Valentina resta di sasso: "Ho sempre pensato che mia figlia (quando ancora si chiamava Vincenzo, ndr) da grande mi avrebbe portato a casa un genero e non una nuora, confondevo l'identità di genere con l'orientamento sessuale e pensavo che fosse gay - dice la mamma - Invece a quel punto mi si è aperto un mondo. All'inizio è stata una batosta, abbiamo cercato di tranquillizzarla e l'abbiamo consolata, le dicevamo che per noi non c'era problema ma in realtà ero in crisi anche io come lei. Siamo stati da uno psicologo e per noi è stato come elaborare un lutto, come se "eliminassi" dalla testa un figlio per far posto a una figlia. Emma, invece, voleva buttare via tutto di quando era maschio, foto, vestiti... Voleva cancellare il suo passato da maschio, invece ora ha imparato ad accoglierlo e accettarlo".

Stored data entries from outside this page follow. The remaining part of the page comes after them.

//! # Generation Pipeline
//!
//! Generation is a linear pipeline of stages sharing a mutable [`Context`].
//! Stages run in a fixed order with fail-fast semantics: the first error
//! aborts the run and surfaces to the user, later stages never execute.
//!
//! The stage order is assembled by the `generate` command:
//!
//! 1. load stacks (enumerate, sort, validate dependencies + hierarchy)
//! 2. load inventory (vars + disabled services)
//! 3. merge variables (per stack, four layers)
//! 4. filter services (report only; variables are kept for rendering)
//! 5. render templates (compose, contributions, configs)
//! 6. merge compose fragments
//! 7. filter disabled services from the merged file
//! 8. write output
//! 9. cleanup intermediates (skipped in debug mode)

pub mod stages;

use std::collections::{BTreeMap, HashSet};
use std::path::PathBuf;

use log::debug;
use serde_yaml::Mapping;

use crate::categories::CategoryRegistry;
use crate::compose::ComposeFile;
use crate::error::Result;
use crate::paths::RepoLayout;

/// Per-stack configuration accumulated by the variable-merge stage.
#[derive(Debug, Clone)]
pub struct StackConfig {
    pub name: String,
    pub category: String,
    pub services: Vec<String>,
    /// The four-layer merge result.
    pub merged_vars: Mapping,
    /// What templates actually see. Disabled-service variables are *kept*
    /// here on purpose: templates may legally reference them, and removal
    /// happens on the merged compose file after rendering.
    pub filtered_vars: Mapping,
}

/// State that flows through the pipeline.
#[derive(Debug)]
pub struct Context {
    pub layout: RepoLayout,
    /// Preserve intermediate rendered files for inspection.
    pub debug: bool,
    /// Category registry for this run; reset by construction each run.
    pub registry: CategoryRegistry,

    /// Enabled stacks in deployment order.
    pub enabled_stacks: Vec<String>,
    pub inventory_vars: Mapping,
    pub disabled_services: HashSet<String>,

    pub stack_configs: BTreeMap<String, StackConfig>,
    /// Intermediate files to delete during cleanup.
    pub rendered_files: Vec<PathBuf>,
    /// Rendered per-stack compose fragments, in deployment order.
    pub rendered_compose: Vec<PathBuf>,

    pub merged_compose: Option<ComposeFile>,
    /// Disabled services actually removed from the output, for reporting.
    pub removed_services: Vec<String>,
}

impl Context {
    pub fn new(layout: RepoLayout, debug: bool) -> Self {
        Self {
            layout,
            debug,
            registry: CategoryRegistry::new(),
            enabled_stacks: Vec::new(),
            inventory_vars: Mapping::new(),
            disabled_services: HashSet::new(),
            stack_configs: BTreeMap::new(),
            rendered_files: Vec::new(),
            rendered_compose: Vec::new(),
            merged_compose: None,
            removed_services: Vec::new(),
        }
    }
}

/// A pipeline stage: reads and/or writes context fields, may fail.
pub type Stage = fn(&mut Context) -> Result<()>;

/// A sequence of named stages over one context.
pub struct Pipeline {
    stages: Vec<(&'static str, Stage)>,
    ctx: Context,
}

impl Pipeline {
    pub fn new(ctx: Context) -> Self {
        Self {
            stages: Vec::new(),
            ctx,
        }
    }

    pub fn add_stage(mut self, name: &'static str, stage: Stage) -> Self {
        self.stages.push((name, stage));
        self
    }

    /// Runs all stages in sequence, aborting on the first failure.
    pub fn execute(mut self) -> Result<Context> {
        for (i, (name, stage)) in self.stages.iter().enumerate() {
            debug!("stage {}/{}: {name}", i + 1, self.stages.len());
            stage(&mut self.ctx)?;
        }
        Ok(self.ctx)
    }

    /// The context, for assembling pipelines in tests.
    pub fn context(&self) -> &Context {
        &self.ctx
    }
}

#[cfg(test)]
mod tests {
    use super::*;
    use crate::error::Error;

    fn layout() -> RepoLayout {
        RepoLayout::new("/nonexistent")
    }

    #[test]
    fn stages_run_in_order() {
        fn first(ctx: &mut Context) -> Result<()> {
            ctx.enabled_stacks.push("first".to_string());
            Ok(())
        }
        fn second(ctx: &mut Context) -> Result<()> {
            ctx.enabled_stacks.push("second".to_string());
            Ok(())
        }

        let ctx = Pipeline::new(Context::new(layout(), false))
            .add_stage("first", first)
            .add_stage("second", second)
            .execute()
            .unwrap();

        assert_eq!(ctx.enabled_stacks, vec!["first", "second"]);
    }

    #[test]
    fn failure_aborts_remaining_stages() {
        fn fails(_ctx: &mut Context) -> Result<()> {
            Err(Error::NoStacksEnabled)
        }
        fn never_runs(ctx: &mut Context) -> Result<()> {
            ctx.enabled_stacks.push("unreachable".to_string());
            Ok(())
        }

        let result = Pipeline::new(Context::new(layout(), false))
            .add_stage("fails", fails)
            .add_stage("never", never_runs)
            .execute();

        assert!(matches!(result, Err(Error::NoStacksEnabled)));
    }
}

I genitori di Emma, dopo il primo impatto, si mobilitano e contattano Cinzia Messina, madre di Greta Berardi - 16enne transgender ravennate celebre per le sue battaglie civili - che nel 2021 ha fondato l'associazione 'Affetti oltre il genere' allo scopo di fornire informazioni sul tema dell’infanzia e dell’adolescenza transgender e di dare ascolto e supporto a genitori e famiglie durante le tappe del percorso di affermazione di genere. "Grazie al sostegno e alle dritte di Cinzia ho capito che mio figlio in realtà era mia figlia - spiega ancora Valentina - Abbiamo fatto un percorso prima a Ravenna e poi all'ospedale Careggi di Firenze, che ha confermato la diagnosi di disforia di genere. Il nome Emma è frutto di una scelta condivisa: mi ha chiesto "Mamma, come mi avresti chiamata se fossi stata una femmina?"; le ho detto Emma e a lei è piaciuto tantissimo".

A quel punto Emma deve "farsi conoscere" dai suoi compagni di scuola. "E' stato molto facile in realtà, siamo stati fortunati - racconta la madre - Abbiamo avuto un colloquio con i genitori e con la preside, sono stati tutti meravigliosi. Con i compagni di classe è stato ancora più facile: Emma si era già confidata con alcune di loro, e loro le dicono "Emma non ci interessa se sei maschio o femmina, basta che giochiamo insieme!". Anche le sue sorelle l'avevano capito già prima di noi, e oggi sono le sue prime sostenitrici. A me dispiace solo che se me ne fossi accorta prima le avremmo risparmiato un sacco di mortificazioni. Ora lei sta benissimo, è felice e finalmente ride, mentre prima non rideva mai. Ancora soffre quando qualcuno la confonde per un bambino però, ma sembra non abbattersi, anzi, sa come difendersi. E anche io mi sento una persona migliore, prima ero un po' "bacchettona" e giudicavo molto, adesso mi sento più aperta verso tutti i tipi di diversità e ho smesso di giudicare. Grazie a Emma abbiamo imparato a guardare oltre a quello che si vede fuori e a guardare dentro alla persona".